Heidi describes the Flemish painter as “the greatest woman artist of the seventeenth century” (160). Peeters was a pioneer in still-life painting. She shows slides of Peeters’s undated self-portrait (c.1618), in which still-life objects surround her, and one of her so-called breakfast paintings, possibly “Still Life with Cheeses, Artichoke, and Cherries” (c.1625), based on Heidi’s description, although the text does not clarify this. Peeters was ahead of her time and influential in the development of still life as a form, but she is rarely mentioned in studies of art history.
Spencer was a highly popular American painter in her lifetime. Her early works featured warm scenes of domesticity and family, focusing particularly on the work of women, but she also branched out into portraiture, and her later works showed the less idealistic side of domestic life. Heidi shows her class “We Both Must Fade” (1869), which depicts a young woman in an ornate dress, surrounded by objects that symbolize the impermanence of life and youth. The painting evokes Heidi’s memory of the school dance represented in Scene 1. Note: In the text of the play, the artist’s name is spelled “Lily,” but outside sources spell her name “Lilly.”

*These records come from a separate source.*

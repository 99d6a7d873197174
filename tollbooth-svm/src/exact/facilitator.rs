//! Facilitator-side validation and submission for the Solana `exact`
//! scheme.

use serde_json::Value;
use solana_keypair::Keypair;
use solana_pubkey::Pubkey;
use solana_signer::Signer;
use tollbooth::proto::{PaymentPayload, PaymentRequirements, SettleResponse, VerifyResponse};
use tollbooth::scheme::{BoxFuture, SchemeFacilitator};

use super::types::{ExactSolanaPayload, TransferDetails, find_transfer_checked};
use super::{SCHEME_EXACT, SOLANA_FAMILY};
use crate::chain::{
    derive_ata, fee_payer_of, partial_signatures_valid, sign_transaction, transaction_from_base64,
};
use crate::networks::{SvmNetworkConfig, known_networks};
use crate::rpc::SvmRpc;

/// Reasons a Solana `exact` payment fails.
#[derive(Debug, thiserror::Error)]
#[non_exhaustive]
pub enum SvmExactError {
    /// The inner payload or transaction did not decode.
    #[error("invalid payload format: {0}")]
    InvalidFormat(String),

    /// The payload's accepted requirements do not match the server's.
    #[error("accepted does not match payment requirements")]
    RequirementsMismatch,

    /// No `transfer_checked` instruction found for the expected program.
    #[error("transaction carries no token transfer")]
    MissingTransfer,

    /// The transfer targets the wrong token account.
    #[error("transfer destination does not match requirements")]
    RecipientMismatch,

    /// The transfer moves the wrong mint.
    #[error("transfer asset does not match requirements")]
    AssetMismatch,

    /// The transfer amount is below the required amount.
    #[error("transfer amount is insufficient")]
    InsufficientAmount,

    /// The transaction nominates a different fee payer.
    #[error("fee payer does not match facilitator")]
    FeePayerMismatch,

    /// A present signature does not verify against the message.
    #[error("invalid signature on transaction")]
    InvalidSignature,

    /// RPC submission failed.
    #[error("submission failed: {0}")]
    Submission(String),
}

impl SvmExactError {
    /// Machine-readable reason code for response objects.
    #[must_use]
    pub const fn reason(&self) -> &'static str {
        match self {
            Self::InvalidFormat(_) => "invalid_format",
            Self::RequirementsMismatch => "accepted_requirements_mismatch",
            Self::MissingTransfer => "invalid_format",
            Self::RecipientMismatch => "recipient_mismatch",
            Self::AssetMismatch => "asset_mismatch",
            Self::InsufficientAmount => "invalid_payment_amount",
            Self::FeePayerMismatch => "invalid_format",
            Self::InvalidSignature => "invalid_signature",
            Self::Submission(_) => "settlement_failed",
        }
    }
}

/// Facilitator for the Solana `exact` scheme.
///
/// Holds the fee-payer keypair: verified transactions are co-signed and
/// submitted through the configured RPC.
pub struct ExactSvmFacilitator<R> {
    rpc: R,
    fee_payer: Keypair,
    networks: Vec<SvmNetworkConfig>,
}

impl<R> std::fmt::Debug for ExactSvmFacilitator<R> {
    fn fmt(&self, f: &mut std::fmt::Formatter<'_>) -> std::fmt::Result {
        f.debug_struct("ExactSvmFacilitator")
            .field("fee_payer", &self.fee_payer.pubkey())
            .finish_non_exhaustive()
    }
}

impl<R> ExactSvmFacilitator<R> {
    /// Creates a facilitator with the given RPC handle and fee-payer
    /// keypair.
    #[must_use]
    pub fn new(rpc: R, fee_payer: Keypair) -> Self {
        Self {
            rpc,
            fee_payer,
            networks: known_networks(),
        }
    }

    /// Replaces the network catalog.
    #[must_use]
    pub fn with_networks(mut self, networks: Vec<SvmNetworkConfig>) -> Self {
        self.networks = networks;
        self
    }

    fn validate(
        &self,
        payload: &PaymentPayload,
        requirements: &PaymentRequirements,
    ) -> Result<ValidatedPayment, SvmExactError> {
        let accepted = &payload.accepted;
        let matches = accepted.scheme == requirements.scheme
            && accepted.network == requirements.network
            && accepted.amount == requirements.amount
            && accepted.asset == requirements.asset
            && accepted.pay_to == requirements.pay_to;
        if !matches {
            return Err(SvmExactError::RequirementsMismatch);
        }

        let inner: ExactSolanaPayload = serde_json::from_value(payload.payload.clone())
            .map_err(|e| SvmExactError::InvalidFormat(e.to_string()))?;
        let tx = transaction_from_base64(&inner.transaction)
            .map_err(|e| SvmExactError::InvalidFormat(e.to_string()))?;

        let mint: Pubkey = accepted
            .asset
            .parse()
            .map_err(|_| SvmExactError::InvalidFormat("asset is not a mint address".into()))?;
        let pay_to: Pubkey = accepted
            .pay_to
            .parse()
            .map_err(|_| SvmExactError::InvalidFormat("payTo is not an address".into()))?;
        let required: u64 = accepted
            .amount
            .parse()
            .map_err(|_| SvmExactError::InvalidFormat("amount is not an integer".into()))?;

        let token_program = self
            .networks
            .iter()
            .find(|n| n.network == accepted.network)
            .and_then(|n| n.find_asset(&mint))
            .map_or_else(spl_token::id, |asset| asset.token_program());

        let transfer = find_transfer_checked(&tx, &token_program)
            .ok_or(SvmExactError::MissingTransfer)?;

        if transfer.mint != mint {
            return Err(SvmExactError::AssetMismatch);
        }
        let expected_destination = derive_ata(&pay_to, &token_program, &mint);
        if transfer.destination != expected_destination {
            return Err(SvmExactError::RecipientMismatch);
        }
        if transfer.amount < required {
            return Err(SvmExactError::InsufficientAmount);
        }

        if fee_payer_of(&tx.message) != Some(self.fee_payer.pubkey()) {
            return Err(SvmExactError::FeePayerMismatch);
        }
        if !partial_signatures_valid(&tx) {
            return Err(SvmExactError::InvalidSignature);
        }

        Ok(ValidatedPayment { tx, transfer })
    }
}

struct ValidatedPayment {
    tx: solana_transaction::versioned::VersionedTransaction,
    transfer: TransferDetails,
}

impl<R> SchemeFacilitator for ExactSvmFacilitator<R>
where
    R: SvmRpc + 'static,
{
    fn scheme(&self) -> &str {
        SCHEME_EXACT
    }

    fn caip_family(&self) -> &str {
        SOLANA_FAMILY
    }

    fn get_extra(&self, _network: &str) -> Option<Value> {
        Some(serde_json::json!({
            "feePayer": self.fee_payer.pubkey().to_string(),
        }))
    }

    fn get_signers(&self, _network: &str) -> Vec<String> {
        vec![self.fee_payer.pubkey().to_string()]
    }

    fn verify<'a>(
        &'a self,
        payload: &'a PaymentPayload,
        requirements: &'a PaymentRequirements,
    ) -> BoxFuture<'a, VerifyResponse> {
        Box::pin(async move {
            match self.validate(payload, requirements) {
                Ok(validated) => {
                    VerifyResponse::valid(validated.transfer.authority.to_string())
                }
                Err(err) => {
                    tracing::debug!(reason = err.reason(), "Solana payment failed verification");
                    VerifyResponse::invalid_with_message(err.reason(), err.to_string())
                }
            }
        })
    }

    fn settle<'a>(
        &'a self,
        payload: &'a PaymentPayload,
        requirements: &'a PaymentRequirements,
    ) -> BoxFuture<'a, SettleResponse> {
        Box::pin(async move {
            let validated = match self.validate(payload, requirements) {
                Ok(v) => v,
                Err(err) => {
                    return SettleResponse::error(err.reason(), payload.network())
                        .with_message(err.to_string());
                }
            };

            let signed = match sign_transaction(validated.tx, &self.fee_payer) {
                Ok(tx) => tx,
                Err(err) => {
                    return SettleResponse::error("settlement_failed", payload.network())
                        .with_message(err.to_string());
                }
            };

            match self.rpc.send_and_confirm(&signed).await {
                Ok(signature) => {
                    tracing::info!(signature = %signature, "settled Solana payment");
                    SettleResponse::success(
                        signature.to_string(),
                        payload.network(),
                        validated.transfer.authority.to_string(),
                    )
                }
                Err(err) => SettleResponse::error("settlement_failed", payload.network())
                    .with_message(err.to_string()),
            }
        })
    }
}

#[cfg(test)]
mod tests {
    use super::*;
    use crate::exact::client::ExactSvmClient;
    use crate::rpc::SvmRpc;
    use solana_message::Hash;
    use solana_signature::Signature;
    use solana_transaction::versioned::VersionedTransaction;
    use tollbooth::scheme::{SchemeClient, SchemeError};

    struct StubRpc;

    impl SvmRpc for StubRpc {
        fn get_latest_blockhash(&self) -> BoxFuture<'_, Result<Hash, SchemeError>> {
            Box::pin(async { Ok(Hash::default()) })
        }

        fn send_and_confirm<'a>(
            &'a self,
            _transaction: &'a VersionedTransaction,
        ) -> BoxFuture<'a, Result<Signature, SchemeError>> {
            Box::pin(async { Ok(Signature::from([7u8; 64])) })
        }
    }

    fn requirements(fee_payer: &Pubkey) -> PaymentRequirements {
        PaymentRequirements {
            scheme: "exact".into(),
            network: "solana:5eykt4UsFv8P8NJdTREpY1vzqKqZKvdp".into(),
            amount: "1000000".into(),
            pay_to: Pubkey::from([3u8; 32]).to_string(),
            max_timeout_seconds: 60,
            asset: "EPjFWdd5AufqSSqeM2qN1xzybapC8G4wEGGkZwyTDt1v".into(),
            extra: Some(serde_json::json!({"feePayer": fee_payer.to_string()})),
        }
    }

    async fn signed_payload(
        requirements: &PaymentRequirements,
        payer: &Keypair,
    ) -> PaymentPayload {
        let client = ExactSvmClient::new(payer.insecure_clone(), StubRpc);
        let inner = client.create_payment_payload(requirements).await.unwrap();
        PaymentPayload {
            x402_version: 2,
            accepted: requirements.clone(),
            payload: inner,
            resource: None,
            extensions: None,
        }
    }

    #[tokio::test]
    async fn verify_accepts_well_formed_transfer() {
        let fee_payer = Keypair::new();
        let payer = Keypair::new();
        let requirements = requirements(&fee_payer.pubkey());
        let payload = signed_payload(&requirements, &payer).await;

        let facilitator = ExactSvmFacilitator::new(StubRpc, fee_payer);
        let verdict = facilitator.verify(&payload, &requirements).await;
        assert!(verdict.is_valid);
        assert_eq!(verdict.payer.as_deref(), Some(payer.pubkey().to_string().as_str()));
    }

    #[tokio::test]
    async fn verify_rejects_wrong_fee_payer() {
        let fee_payer = Keypair::new();
        let payer = Keypair::new();
        let requirements = requirements(&Pubkey::from([9u8; 32]));
        let payload = signed_payload(&requirements, &payer).await;

        let facilitator = ExactSvmFacilitator::new(StubRpc, fee_payer);
        let verdict = facilitator.verify(&payload, &requirements).await;
        assert!(!verdict.is_valid);
        assert_eq!(verdict.invalid_reason.as_deref(), Some("invalid_format"));
    }

    #[tokio::test]
    async fn settle_reports_signature_as_transaction() {
        let fee_payer = Keypair::new();
        let payer = Keypair::new();
        let requirements = requirements(&fee_payer.pubkey());
        let payload = signed_payload(&requirements, &payer).await;

        let facilitator = ExactSvmFacilitator::new(StubRpc, fee_payer);
        let receipt = facilitator.settle(&payload, &requirements).await;
        assert!(receipt.success);
        assert!(receipt.transaction.is_some());
        assert_eq!(
            receipt.network.as_deref(),
            Some("solana:5eykt4UsFv8P8NJdTREpY1vzqKqZKvdp")
        );
    }

    #[tokio::test]
    async fn verify_rejects_underpaying_transfer() {
        let fee_payer = Keypair::new();
        let payer = Keypair::new();
        let mut low = requirements(&fee_payer.pubkey());
        low.amount = "1".into();
        let payload = signed_payload(&low, &payer).await;

        // Server-side requirements demand more than the signed transfer moves.
        let mut advertised = low.clone();
        advertised.amount = "1".into();
        let mut tampered = payload;
        tampered.accepted.amount = "1".into();

        let facilitator = ExactSvmFacilitator::new(StubRpc, fee_payer);
        let mut demanding = advertised;
        demanding.amount = "999999999".into();
        let verdict = facilitator.verify(&tampered, &demanding).await;
        assert!(!verdict.is_valid);
    }
}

The song, released as a hit single by Betty Everett in 1964, plays at Susan and Heidi’s high school dance in Act I, Scene 1. It’s sung from the perspective of one woman who is trying to explain to another how to tell if a man really loves her, insisting that the only way to tell is by the way he kisses her. This is significant, because Heidi will meet Peter, who will seem to be a perfect romantic match but won’t kiss her. Then, she will meet Scoop, who will kiss her to seduce her and will then kiss her again at his wedding. Although his passionate kisses suggest that he does love her, they are ultimately disappointing, since they aren’t enough to lead him to commit to a woman whose vision for her life doesn’t match his traditional expectations or sufficiently boost his ego.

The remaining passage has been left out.